A Hitch in it: Cheer Up

   Stop complaining.

   We’ve all heard it before. But seriously Seaholm, the whining really needs to be cut down.

   Sure, everybody does it, and they should. No one is expected to be happy all the time. But when negative comments are the substance of the majority of conversations and social media posts, something needs to change.

   For the past month it’s been just about impossible to go on twitter without seeing at least one tweet voicing the ever-horrifying, outrageous task of reading a 272 page book over the twelve weeks of summer vacation.

   The irony that students find this such a daunting task is high. Many Seaholm students pride themselves on finishing a Harry Potter book, often times 700 plus pages, in a matter of two to three days.

   The reality is that while reading a nonfiction book may not be on top of everyone’s summer agenda, life is going to require everyone to do hundreds if not thousands of things that they don’t particularly want to do.

    While some teachers and parents might say that whining is a product of laziness, this simply isn’t true.

   Seaholm students are statistically some of the highest achievers in the state of Michigan, often times AP classes, athletics, jobs, and social lives. Last year Seaholm had about 50 students heading to the University of Michigan, a college ranked as 28 by US News for the “Best University”.

   So if Seaholm boasts all these amazing students, who cares if they complain, right?


   Negative attitudes, whether tweeted, read, or spoken, have proven detrimental to a student’s success.

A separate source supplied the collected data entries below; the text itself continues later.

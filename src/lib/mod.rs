//! # mfsort Core Library
//!
//! This library contains the identification-and-placement pipeline used by the mfsort binary.
//! It provides the fingerprinting wrapper around Chromaprint's `fpcalc`, the AcoustID and
//! MusicBrainz lookups, the per-file placement engine and the batch scheduler that drives it.

pub mod acoustid;
pub mod audio;
pub mod batch;
pub mod config;
pub mod error;
pub mod fingerprint;
pub mod metadata;
pub mod musicbrainz;
pub mod placement;
pub mod progress;
pub mod rate_limit;
pub mod utils;

#[cfg(test)]
mod test_server;

/// User agent prefix shared by the HTTP clients
pub const APP_NAME: &str = "mfsort";
pub const APP_VERSION: &str = env!("CARGO_PKG_VERSION");
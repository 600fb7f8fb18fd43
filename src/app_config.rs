use serde::Deserialize;
use std::path::PathBuf;
use std::time::Duration;

use crate::engine::source_driver::RetryPolicy;

#[derive(Debug, Deserialize, Clone)]
#[serde(default)]
pub struct ApplicationConfig {
    pub storage_directory: String,
    pub retention_days: u32,
    pub container_format: String, // File extension of recordings, e.g. "mjpeg", "mp4"
    pub video_codec: String,      // Only used by the opencv writer, e.g. "mjpeg", "mp4v", "h264"
    pub recording_fps: f32,
    pub jpeg_quality: u8,         // JPEG quality (1-100) for preview and mjpeg recordings
    pub preview_fps: f32,
    pub max_retries: u32,
    pub retry_backoff_secs: f32,
    pub io_timeout_secs: Option<f32>,
    pub stop_timeout_secs: f32,
    pub cleanup_interval_secs: u64,
    pub log_level: Option<String>, // Optional so CLI or RUST_LOG can take precedence
}

impl Default for ApplicationConfig {
    fn default() -> Self {
        ApplicationConfig {
            storage_directory: "./recordings".to_string(),
            retention_days: 7,
            container_format: "mjpeg".to_string(),
            video_codec: "mjpeg".to_string(),
            recording_fps: 15.0,
            jpeg_quality: 80,
            preview_fps: 30.0,
            max_retries: 3,
            retry_backoff_secs: 5.0,
            io_timeout_secs: Some(10.0),
            stop_timeout_secs: 5.0,
            cleanup_interval_secs: 3600,
            log_level: Some("info".to_string()),
        }
    }
}

impl ApplicationConfig {
    pub fn storage_path(&self) -> PathBuf {
        PathBuf::from(&self.storage_directory)
    }

    pub fn retry_policy(&self) -> RetryPolicy {
        RetryPolicy {
            max_retries: self.max_retries,
            backoff: Duration::from_secs_f32(self.retry_backoff_secs),
            io_timeout: self.io_timeout_secs.map(Duration::from_secs_f32),
        }
    }

    pub fn preview_interval(&self) -> Duration {
        Duration::from_secs_f32(1.0 / self.preview_fps)
    }

    pub fn recording_interval(&self) -> Duration {
        Duration::from_secs_f32(1.0 / self.recording_fps)
    }

    pub fn stop_timeout(&self) -> Duration {
        Duration::from_secs_f32(self.stop_timeout_secs)
    }
}
//! Latest-frame cache for live preview, one slot per camera.

use bytes::Bytes;
use chrono::{DateTime, Utc};
use std::collections::HashMap;
use std::sync::Arc;
use tokio::sync::RwLock;

use crate::camera_config::CameraId;

/// Cached frame entry. Immutable once published; a new frame replaces the whole `Arc`.
#[derive(Debug, Clone, PartialEq)]
pub struct FrameCacheEntry {
    pub camera_id: CameraId,
    /// JPEG bytes
    pub data: Bytes,
    pub captured_at: DateTime<Utc>,
    /// Increases by one with every publish for this camera.
    pub sequence: u64,
}

#[derive(Default)]
pub struct FrameCache {
    entries: RwLock<HashMap<CameraId, Arc<FrameCacheEntry>>>,
}

impl FrameCache {
    pub fn new() -> Self {
        Self::default()
    }

    /// Replaces the camera's entry. Returns the new sequence number.
    pub async fn publish(
        &self,
        camera_id: CameraId,
        data: Bytes,
        captured_at: DateTime<Utc>,
    ) -> u64 {
        let mut entries = self.entries.write().await;
        let sequence = entries.get(&camera_id).map(|e| e.sequence + 1).unwrap_or(1);
        let entry = FrameCacheEntry { camera_id, data, captured_at, sequence };
        entries.insert(camera_id, Arc::new(entry));
        sequence
    }

    pub async fn get(&self, camera_id: CameraId) -> Option<Arc<FrameCacheEntry>> {
        self.entries.read().await.get(&camera_id).cloned()
    }

    pub async fn remove(&self, camera_id: CameraId) -> bool {
        self.entries.write().await.remove(&camera_id).is_some()
    }

    pub async fn clear(&self) {
        self.entries.write().await.clear();
    }

    /// Number of cameras with a cached frame.
    pub async fn len(&self) -> usize {
        self.entries.read().await.len()
    }
}

#[cfg(test)]
mod tests {
    use super::*;

    #[tokio::test]
    async fn get_returns_none_until_published() {
        let cache = FrameCache::new();
        assert!(cache.get(1).await.is_none());
        assert_eq!(cache.publish(1, Bytes::from_static(b"a"), Utc::now()).await, 1);
        assert_eq!(cache.publish(1, Bytes::from_static(b"b"), Utc::now()).await, 2);
        let entry = cache.get(1).await.unwrap();
        assert_eq!(entry.data, Bytes::from_static(b"b"));
        assert_eq!(entry.sequence, 2);
        assert!(cache.remove(1).await);
        assert!(!cache.remove(1).await);
        assert_eq!(cache.len().await, 0);
    }

    #[tokio::test(flavor = "multi_thread", worker_threads = 4)]
    async fn concurrent_readers_never_see_mixed_frames() {
        let cache = Arc::new(FrameCache::new());
        const FRAME_LEN: usize = 64 * 1024;

        let writer = {
            let cache = cache.clone();
            tokio::spawn(async move {
                for n in 0..200u32 {
                    let fill = (n % 251) as u8;
                    cache.publish(1, Bytes::from(vec![fill; FRAME_LEN]), Utc::now()).await;
                    tokio::task::yield_now().await;
                }
            })
        };

        let mut readers = Vec::new();
        for _ in 0..4 {
            let cache = cache.clone();
            readers.push(tokio::spawn(async move {
                let mut last_seq = 0;
                for _ in 0..500 {
                    if let Some(entry) = cache.get(1).await {
                        let first = entry.data[0];
                        assert_eq!(entry.data.len(), FRAME_LEN);
                        assert!(
                            entry.data.iter().all(|b| *b == first),
                            "frame mixes bytes of two publishes"
                        );
                        assert!(entry.sequence >= last_seq, "sequence went backwards");
                        last_seq = entry.sequence;
                    }
                    tokio::task::yield_now().await;
                }
            }));
        }

        writer.await.unwrap();
        for r in readers {
            r.await.unwrap();
        }
    }
}
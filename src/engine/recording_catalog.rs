//! Recordings listing and retention. The storage directory is the catalog: every
//! fact about a recording comes from its file name.

use chrono::{NaiveDate, NaiveDateTime};
use log::{debug, error, info, warn};
use std::fs;
use std::path::{Path, PathBuf};
use std::time::{Duration, Instant, SystemTime};

use crate::camera_config::CameraId;
use crate::common::file_utils;
use crate::errors::AppError;

const SECS_PER_DAY: u64 = 24 * 60 * 60;

#[derive(Debug, Clone, PartialEq, Eq)]
pub struct RecordingEntry {
    pub filename: String,
    pub camera_id: CameraId,
    pub timestamp: NaiveDateTime,
    pub filepath: PathBuf,
}

/// Which file time a retention sweep measures age from.
#[derive(Debug, Clone, Copy, PartialEq, Eq, Default)]
pub enum AgeBasis {
    /// Creation time, or modification time where the filesystem does not record creation.
    #[default]
    Created,
    Modified,
}

#[derive(Debug, Clone, Default, PartialEq, Eq)]
pub struct CleanupReport {
    pub deleted: usize,
    pub failed: usize,
}

#[derive(Debug, Clone)]
pub struct RecordingCatalog {
    storage_dir: PathBuf,
    extension: String,
    age_basis: AgeBasis,
}

impl RecordingCatalog {
    pub fn new(storage_dir: impl Into<PathBuf>, extension: impl Into<String>) -> Self {
        RecordingCatalog {
            storage_dir: storage_dir.into(),
            extension: extension.into(),
            age_basis: AgeBasis::default(),
        }
    }

    pub fn with_age_basis(mut self, age_basis: AgeBasis) -> Self {
        self.age_basis = age_basis;
        self
    }

    pub fn storage_dir(&self) -> &Path {
        &self.storage_dir
    }

    /// Recordings matching the optional filters, newest first. Files that do not follow
    /// the naming convention are skipped.
    pub fn list(
        &self,
        camera_id: Option<CameraId>,
        date: Option<NaiveDate>,
    ) -> Result<Vec<RecordingEntry>, AppError> {
        let list_start = Instant::now();
        if !self.storage_dir.exists() {
            debug!(
                "Storage directory {} does not exist yet; no recordings.",
                self.storage_dir.display()
            );
            return Ok(Vec::new());
        }

        let mut recordings = Vec::new();
        for dir_entry in fs::read_dir(&self.storage_dir)? {
            let dir_entry = dir_entry?;
            if !dir_entry.file_type()?.is_file() {
                continue;
            }
            let Some(filename) = dir_entry.file_name().to_str().map(str::to_string) else {
                continue;
            };
            let parsed = file_utils::parse_recording_file_name(&filename, &self.extension);
            let Some((file_camera_id, timestamp)) = parsed else {
                continue;
            };
            if camera_id.is_some_and(|id| id != file_camera_id) {
                continue;
            }
            if date.is_some_and(|d| d != timestamp.date()) {
                continue;
            }
            recordings.push(RecordingEntry {
                filepath: dir_entry.path(),
                filename,
                camera_id: file_camera_id,
                timestamp,
            });
        }

        recordings.sort_by(|a, b| {
            b.timestamp.cmp(&a.timestamp).then_with(|| b.camera_id.cmp(&a.camera_id))
        });
        debug!(
            "Listed {} recording(s) (camera: {:?}, date: {:?}) in {:?}",
            recordings.len(), camera_id, date, list_start.elapsed()
        );
        Ok(recordings)
    }

    /// Deletes recordings whose age in whole days is strictly greater than
    /// `retention_days`. A failed deletion is logged and counted; the sweep goes on.
    pub fn cleanup_older_than(
        &self,
        retention_days: u32,
        now: SystemTime,
    ) -> Result<CleanupReport, AppError> {
        self.sweep(retention_days, now, |path| fs::remove_file(path))
    }

    fn sweep<F>(
        &self,
        retention_days: u32,
        now: SystemTime,
        mut remove: F,
    ) -> Result<CleanupReport, AppError>
    where
        F: FnMut(&Path) -> std::io::Result<()>,
    {
        let sweep_start = Instant::now();
        let mut report = CleanupReport::default();
        if !self.storage_dir.exists() {
            return Ok(report);
        }

        for dir_entry in fs::read_dir(&self.storage_dir)? {
            let dir_entry = match dir_entry {
                Ok(e) => e,
                Err(e) => {
                    warn!(
                        "Skipping unreadable directory entry in {}: {}",
                        self.storage_dir.display(),
                        e
                    );
                    report.failed += 1;
                    continue;
                }
            };
            let path = dir_entry.path();
            if path.extension().and_then(|e| e.to_str()) != Some(self.extension.as_str()) {
                continue;
            }
            match dir_entry.file_type() {
                Ok(file_type) if file_type.is_file() => {}
                Ok(_) => continue,
                Err(e) => {
                    warn!("Could not read file type of {}: {}", path.display(), e);
                    report.failed += 1;
                    continue;
                }
            }
            let file_time = match self.file_time(&path) {
                Ok(t) => t,
                Err(e) => {
                    warn!("Could not read file times of {}: {}", path.display(), e);
                    report.failed += 1;
                    continue;
                }
            };
            let age = now.duration_since(file_time).unwrap_or(Duration::ZERO);
            let age_days = age.as_secs() / SECS_PER_DAY;
            if age_days <= u64::from(retention_days) {
                continue;
            }
            match remove(&path) {
                Ok(()) => {
                    report.deleted += 1;
                    info!(
                        "🗑️ Deleted old recording: {} ({} days old)",
                        path.display(),
                        age_days
                    );
                }
                Err(e) => {
                    report.failed += 1;
                    error!("❌ Failed to delete old recording {}: {}", path.display(), e);
                }
            }
        }

        info!(
            "🧹 Cleanup complete in {:?}. Deleted {} old recording(s), {} failure(s).",
            sweep_start.elapsed(), report.deleted, report.failed
        );
        Ok(report)
    }

    fn file_time(&self, path: &Path) -> std::io::Result<SystemTime> {
        let metadata = fs::metadata(path)?;
        match self.age_basis {
            AgeBasis::Created => metadata.created().or_else(|_| metadata.modified()),
            AgeBasis::Modified => metadata.modified(),
        }
    }
}

#[cfg(test)]
mod tests {
    use super::*;
    use std::fs::File;

    fn touch(dir: &Path, name: &str) -> PathBuf {
        let path = dir.join(name);
        fs::write(&path, b"x").unwrap();
        path
    }

    fn set_age(path: &Path, days: u64) {
        let when = SystemTime::now() - Duration::from_secs(days * SECS_PER_DAY + 60);
        File::options().write(true).open(path).unwrap().set_modified(when).unwrap();
    }

    fn seeded() -> (tempfile::TempDir, RecordingCatalog) {
        let dir = tempfile::tempdir().unwrap();
        for name in [
            "camera_1_20240101_080000.mjpeg",
            "camera_1_20240102_090000.mjpeg",
            "camera_2_20240101_100000.mjpeg",
            "camera_2_20240102_070000.mjpeg",
            // Not recordings as far as the catalog is concerned:
            "camera_1_20240102.mjpeg",
            "camera_1_20240102_090000.mp4",
            "readme.txt",
        ] {
            touch(dir.path(), name);
        }
        let catalog = RecordingCatalog::new(dir.path(), "mjpeg");
        (dir, catalog)
    }

    #[test]
    fn unfiltered_listing_is_newest_first() {
        let (_dir, catalog) = seeded();
        let all = catalog.list(None, None).unwrap();
        let names: Vec<_> = all.iter().map(|r| r.filename.as_str()).collect();
        assert_eq!(
            names,
            vec![
                "camera_1_20240102_090000.mjpeg",
                "camera_2_20240102_070000.mjpeg",
                "camera_2_20240101_100000.mjpeg",
                "camera_1_20240101_080000.mjpeg",
            ]
        );
    }

    #[test]
    fn filters_by_camera_and_date() {
        let (_dir, catalog) = seeded();
        let cam1 = catalog.list(Some(1), None).unwrap();
        assert_eq!(cam1.len(), 2);
        assert!(cam1.iter().all(|r| r.camera_id == 1));

        let jan2 = NaiveDate::from_ymd_opt(2024, 1, 2).unwrap();
        let day = catalog.list(None, Some(jan2)).unwrap();
        assert_eq!(day.len(), 2);
        assert!(day.iter().all(|r| r.timestamp.date() == jan2));

        let both = catalog.list(Some(2), Some(jan2)).unwrap();
        assert_eq!(both.len(), 1);
        assert_eq!(both[0].filename, "camera_2_20240102_070000.mjpeg");
        assert_eq!(both[0].filepath, catalog.storage_dir().join("camera_2_20240102_070000.mjpeg"));
    }

    #[test]
    fn missing_directory_lists_nothing() {
        let dir = tempfile::tempdir().unwrap();
        let catalog = RecordingCatalog::new(dir.path().join("absent"), "mjpeg");
        assert!(catalog.list(None, None).unwrap().is_empty());
        let report = catalog.cleanup_older_than(7, SystemTime::now()).unwrap();
        assert_eq!(report, CleanupReport::default());
    }

    #[test]
    fn cleanup_deletes_only_files_past_retention() {
        let dir = tempfile::tempdir().unwrap();
        let old_a = touch(dir.path(), "camera_1_20240101_080000.mjpeg");
        let old_b = touch(dir.path(), "camera_2_20240101_080000.mjpeg");
        let edge = touch(dir.path(), "camera_1_20240105_080000.mjpeg");
        let fresh = touch(dir.path(), "camera_1_20240110_080000.mjpeg");
        let other = touch(dir.path(), "notes.txt");
        set_age(&old_a, 8);
        set_age(&old_b, 30);
        set_age(&edge, 7);
        set_age(&fresh, 1);
        set_age(&other, 90);

        let catalog = RecordingCatalog::new(dir.path(), "mjpeg").with_age_basis(AgeBasis::Modified);
        let report = catalog.cleanup_older_than(7, SystemTime::now()).unwrap();
        assert_eq!(report, CleanupReport { deleted: 2, failed: 0 });
        assert!(!old_a.exists());
        assert!(!old_b.exists());
        assert!(edge.exists(), "exactly 7 days old is within the window");
        assert!(fresh.exists());
        assert!(other.exists(), "non-recording files are never touched");
    }

    #[test]
    fn cleanup_with_creation_basis_keeps_new_files() {
        let dir = tempfile::tempdir().unwrap();
        let path = touch(dir.path(), "camera_3_20240101_080000.mjpeg");
        let catalog = RecordingCatalog::new(dir.path(), "mjpeg");
        assert_eq!(catalog.cleanup_older_than(7, SystemTime::now()).unwrap().deleted, 0);
        let later = SystemTime::now() + Duration::from_secs(9 * SECS_PER_DAY);
        assert_eq!(catalog.cleanup_older_than(7, later).unwrap().deleted, 1);
        assert!(!path.exists());
    }

    #[test]
    fn directories_named_like_recordings_are_ignored() {
        let dir = tempfile::tempdir().unwrap();
        let real = touch(dir.path(), "camera_1_20240101_080000.mjpeg");
        let fake = dir.path().join("camera_3_20240103_080000.mjpeg");
        fs::create_dir(&fake).unwrap();
        set_age(&real, 30);

        let catalog = RecordingCatalog::new(dir.path(), "mjpeg").with_age_basis(AgeBasis::Modified);
        let all = catalog.list(None, None).unwrap();
        assert_eq!(all.len(), 1);
        assert_eq!(all[0].filepath, real);

        let later = SystemTime::now() + Duration::from_secs(30 * SECS_PER_DAY);
        let report = catalog.cleanup_older_than(7, later).unwrap();
        assert_eq!(report, CleanupReport { deleted: 1, failed: 0 });
        assert!(fake.is_dir());
    }

    #[test]
    fn sweep_goes_on_after_a_failed_deletion() {
        let dir = tempfile::tempdir().unwrap();
        let stuck = touch(dir.path(), "camera_1_20240101_080000.mjpeg");
        let old = touch(dir.path(), "camera_2_20240101_080000.mjpeg");
        set_age(&stuck, 30);
        set_age(&old, 30);

        let catalog = RecordingCatalog::new(dir.path(), "mjpeg").with_age_basis(AgeBasis::Modified);
        let report = catalog
            .sweep(7, SystemTime::now(), |path| {
                if path == stuck.as_path() {
                    Err(std::io::Error::new(std::io::ErrorKind::PermissionDenied, "locked"))
                } else {
                    fs::remove_file(path)
                }
            })
            .unwrap();

        assert_eq!(report, CleanupReport { deleted: 1, failed: 1 });
        assert!(stuck.exists());
        assert!(!old.exists());
    }
}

  The book, “The Power of positive thinking”, by Norman Vincent Peale is dedicated to this idea. Through research and experience, Peale was able to prove that when people choose to focus on the positive, they are more likely to be happy and successful.

   What does this mean?

   Well if students were to go on twitter and find less tweets that go somewhere along the lines of “Bottlemania is the most horrendous thing ever, OMG I’m never finishing this book “they would be more likely to pick up the book themselves and finish their summer assignment.

   While it may be true that old habits die hard, the urge to complain can certainly be contained.

   The best example of this was demonstrated last year, when students and staff came together to mourn the loss of Collin Trask.

   Within the few weeks after Collin’s passing it was much more common to hear and see voices of sympathy and compassion from the student body. The majority of people understood that the difficulty of studying for APs was nothing in respect to the loss of a fellow Maple, and no one dare voice a complaint.

   It may sound cheesy, but sometimes taking a moment to realize how good life is can be an effective complaint mitigation tool. Sure, negativity and complaining is inevitable, but if not kept to a minimum can create a negative environment that hinders success.